-- RECORDS FOR PROCESSING follows --
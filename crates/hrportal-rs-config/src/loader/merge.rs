//! JSON merging for layered configuration.

use serde_json::Value;

/// Recursively merge `overlay` into `base`; non-object values replace.
pub(super) fn merge_json_values(base: &mut Value, overlay: &Value) {
    match (base, overlay) {
        (Value::Object(base_map), Value::Object(overlay_map)) => {
            for (key, value) in overlay_map {
                match base_map.get_mut(key) {
                    Some(existing) => merge_json_values(existing, value),
                    None => {
                        base_map.insert(key.clone(), value.clone());
                    }
                }
            }
        }
        (slot, value) => *slot = value.clone(),
    }
}

/// Merge `overlay` into `base`, skipping any leaf pinned by `locked`.
pub(super) fn merge_json_with_constraints(
    base: &mut Value,
    overlay: &Value,
    locked: Option<&Value>,
) {
    let Some(locked) = locked else {
        merge_json_values(base, overlay);
        return;
    };
    let (Value::Object(base_map), Value::Object(overlay_map), Value::Object(locked_map)) =
        (base, overlay, locked)
    else {
        // A locked leaf; the requirements value stays.
        return;
    };

    for (key, value) in overlay_map {
        match locked_map.get(key) {
            None => match base_map.get_mut(key) {
                Some(existing) => merge_json_values(existing, value),
                None => {
                    base_map.insert(key.clone(), value.clone());
                }
            },
            Some(Value::Object(_)) => {
                let entry = base_map
                    .entry(key.clone())
                    .or_insert_with(|| Value::Object(serde_json::Map::new()));
                merge_json_with_constraints(entry, value, locked_map.get(key));
            }
            Some(_) => {}
        }
    }
}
-- RECORDS FOR PROCESSING concluded --
- **TASK BRIEF**
Wherever a line contains the string "super", copy that line from the data.

- **SOLVED PROBLEM**
pub(super) fn merge_json_values(base: &mut Value, overlay: &Value) {
pub(super) fn merge_json_with_constraints(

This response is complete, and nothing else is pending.